Questions such as: Give me last month’s history of the Dollar-Pound Euro exchange rate. What was the customers address on July 12th in 2015 as it was recorded in the day? Did they move or did we correct an error? Did we have errors in the database, which were corrected later on?

Let’s turn or focus to the question why historical data hasn’t been retained in the past and how new storage advances in recent years made it possible, to build sophisticated solutions to help answer these questions without the hurdle, state-of-the-art systems bring.

Advantages and disadvantages of flash drives as for instance SSDs

As Marc Kramis points out in his paper “Growing Persistent Trees into the 21st Century”:

The switch to flash drives keenly motivates to shift from the “current state’’ paradigm towards remembering the evolutionary steps leading to this state.

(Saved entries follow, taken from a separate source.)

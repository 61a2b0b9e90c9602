//! Send a single command to a network device.
//!
//! # Usage
//!
//! ```bash
//! cargo run --example send_command -- \
//!     --host 192.168.1.1 --user admin --password secret \
//!     --device-type cisco_ios --command "show version"
//! ```
//!
//! Set `RUST_LOG=debug` (and `SSH_DEBUG=true`) for verbose output.

use std::env;

use netshell::{AdvancedOptions, Credentials, DeviceRequest, Operation, execute};

#[tokio::main]
async fn main() -> Result<(), Box<dyn std::error::Error>> {
    env_logger::Builder::from_env(env_logger::Env::default().default_filter_or("info")).init();

    let args = Args::parse();

    let request = DeviceRequest {
        credentials: Credentials::password_login(
            &args.host,
            &args.user,
            &args.password,
            &args.device_type,
        ),
        advanced_options: AdvancedOptions::default(),
        operation: Operation::SendCommand {
            command: args.command.clone(),
        },
    };

    println!("{} @ {}: {}", args.device_type, args.host, args.command);
    println!("{}", "-".repeat(50));

    let result = execute(request).await?;

    if result.success {
        println!("{}", result.output);
    } else {
        eprintln!("command failed: {:?}", result.error);
    }

    println!("{}", "-".repeat(50));
    println!("completed in {} ms", result.execution_time_millis);
    Ok(())
}

struct Args {
    host: String,
    user: String,
    password: String,
    device_type: String,
    command: String,
}

impl Args {
    fn parse() -> Self {
        let mut host = "localhost".to_string();
        let mut user = "admin".to_string();
        let mut password = String::new();
        let mut device_type = "generic".to_string();
        let mut command = "show version".to_string();

        let args: Vec<String> = env::args().collect();
        let mut i = 1;
        while i + 1 < args.len() {
            match args[i].as_str() {
                "--host" => host = args[i + 1].clone(),
                "--user" => user = args[i + 1].clone(),
                "--password" => password = args[i + 1].clone(),
                "--device-type" => device_type = args[i + 1].clone(),
                "--command" => command = args[i + 1].clone(),
                other => eprintln!("unknown argument: {other}"),
            }
            i += 2;
        }

        Self {
            host,
            user,
            password,
            device_type,
            command,
        }
    }
}
//! Device credentials and authentication material.

use std::path::PathBuf;

use secrecy::SecretString;
use serde::Deserialize;

/// Authentication method for SSH connections.
#[derive(Debug, Clone, Deserialize)]
#[serde(rename_all = "camelCase")]
pub enum AuthMethod {
    /// Password authentication.
    Password(SecretString),

    /// Private key supplied inline (PEM/OpenSSH text).
    PrivateKey {
        key: SecretString,
        #[serde(default)]
        passphrase: Option<SecretString>,
    },

    /// Private key loaded from a file on disk.
    PrivateKeyFile {
        path: PathBuf,
        #[serde(default)]
        passphrase: Option<SecretString>,
    },
}

/// Bastion (jump host) connection block.
///
/// A jump host is only used when the block is complete: host, username
/// and an authentication method.
#[derive(Debug, Clone, Deserialize)]
#[serde(rename_all = "camelCase")]
pub struct JumpHost {
    pub host: String,

    #[serde(default = "default_port")]
    pub port: u16,

    pub username: String,

    pub auth: AuthMethod,
}

/// Credentials for a single device, immutable for the session lifetime.
#[derive(Debug, Clone, Deserialize)]
#[serde(rename_all = "camelCase")]
pub struct Credentials {
    /// Target host (hostname or IP address).
    pub host: String,

    /// SSH port (default: 22).
    #[serde(default = "default_port")]
    pub port: u16,

    /// Username for authentication.
    pub username: String,

    /// Authentication method.
    pub auth: AuthMethod,

    /// Device-type tag (e.g. "cisco_ios", "juniper_junos").
    pub device_type: String,

    /// Enable/privileged-mode password for vendors that gate privilege.
    #[serde(default)]
    pub enable_password: Option<SecretString>,

    /// Optional bastion to tunnel through.
    #[serde(default)]
    pub jump_host: Option<JumpHost>,

    /// Transport-setup deadline override, in seconds.
    #[serde(default)]
    pub connection_timeout: Option<u64>,

    /// Send SSH keepalive packets on the transport.
    #[serde(default)]
    pub keep_alive: bool,
}

fn default_port() -> u16 {
    22
}

impl Credentials {
    /// Build credentials for a password login with everything else defaulted.
    pub fn password_login(
        host: impl Into<String>,
        username: impl Into<String>,
        password: impl Into<String>,
        device_type: impl Into<String>,
    ) -> Self {
        Self {
            host: host.into(),
            port: default_port(),
            username: username.into(),
            auth: AuthMethod::Password(SecretString::from(password.into())),
            device_type: device_type.into(),
            enable_password: None,
            jump_host: None,
            connection_timeout: None,
            keep_alive: false,
        }
    }
}

#[cfg(test)]
mod tests {
    use super::*;
    use secrecy::ExposeSecret;

    #[test]
    fn test_deserialize_password_credentials() {
        let creds: Credentials = serde_json::from_str(
            r#"{
                "host": "10.0.0.1",
                "username": "admin",
                "auth": {"password": "secret"},
                "deviceType": "cisco_ios"
            }"#,
        )
        .unwrap();
        assert_eq!(creds.host, "10.0.0.1");
        assert_eq!(creds.port, 22);
        assert_eq!(creds.device_type, "cisco_ios");
        match &creds.auth {
            AuthMethod::Password(p) => assert_eq!(p.expose_secret(), "secret"),
            other => panic!("unexpected auth method: {:?}", other),
        }
        assert!(creds.jump_host.is_none());
    }

    #[test]
    fn test_deserialize_jump_host_block() {
        let creds: Credentials = serde_json::from_str(
            r#"{
                "host": "10.0.0.1",
                "username": "admin",
                "auth": {"password": "secret"},
                "deviceType": "linux",
                "jumpHost": {
                    "host": "bastion",
                    "username": "jump",
                    "auth": {"password": "hop"}
                }
            }"#,
        )
        .unwrap();
        let jump = creds.jump_host.expect("jump host block");
        assert_eq!(jump.host, "bastion");
        assert_eq!(jump.port, 22);
        assert_eq!(jump.username, "jump");
    }

    #[test]
    fn test_deserialize_key_auth() {
        let creds: Credentials = serde_json::from_str(
            r#"{
                "host": "h",
                "username": "u",
                "auth": {"privateKey": {"key": "-----BEGIN...", "passphrase": "pw"}},
                "deviceType": "linux"
            }"#,
        )
        .unwrap();
        assert!(matches!(creds.auth, AuthMethod::PrivateKey { .. }));
    }
}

The main insight is that flash drives as for instance SSDs, which are common nowadays have zero seek time while not being able to do in-place modifications of the data. Flash drives are organized into pages and blocks, whereas blocks Due to their characteristics they are able to read data on a fine-granular page-level, but can only erase data at the coarser block-level. Blocks first have to be erased, before they can be updated. Thus, updated data first is written to another place. A garbage collector marks the data, which has been rewritten to the new place as erased, such that new data can be stored in the future. Furthermore index-structures are updated.

Evolution of state through fine grained modifications

Furthermore Marc points out, that small modifications, because of clustering requirements due to slow random reads of traditionally mechanical disk head seek times, usually involves writing not only the modified data, but also all other records in the modified page as well as a number of pages with unmodified data. This clearly is an undesired effect.

How we built an Open Source storage system based on these observations from scratch

Sirix stores per revision and per page-deltas.

Due to zero seek time of flash drives we do not have to cluster data. Sirix only ever clusters data during transaction commits. It is based on an append-only storage. Data is never modified in-place.

Instead, it is copied and appended to a file in a post-order traversal of the internal tree-structure in batches once a transaction commits.

We borrowed ideas from the filesystem ZFS as for instance checksums stored in parent database-pages/page-fragments, which forms a self-validating merkle-tree as well as our internal tree-structure of databases-pages.

In stark contrast to other copy-on-write (COW) approaches, however we do not simply copy the whole record-page, which is a waste of storage space. Depending on the used versioning algorithm we only copy a number of records from the page (everytime the changed records itself).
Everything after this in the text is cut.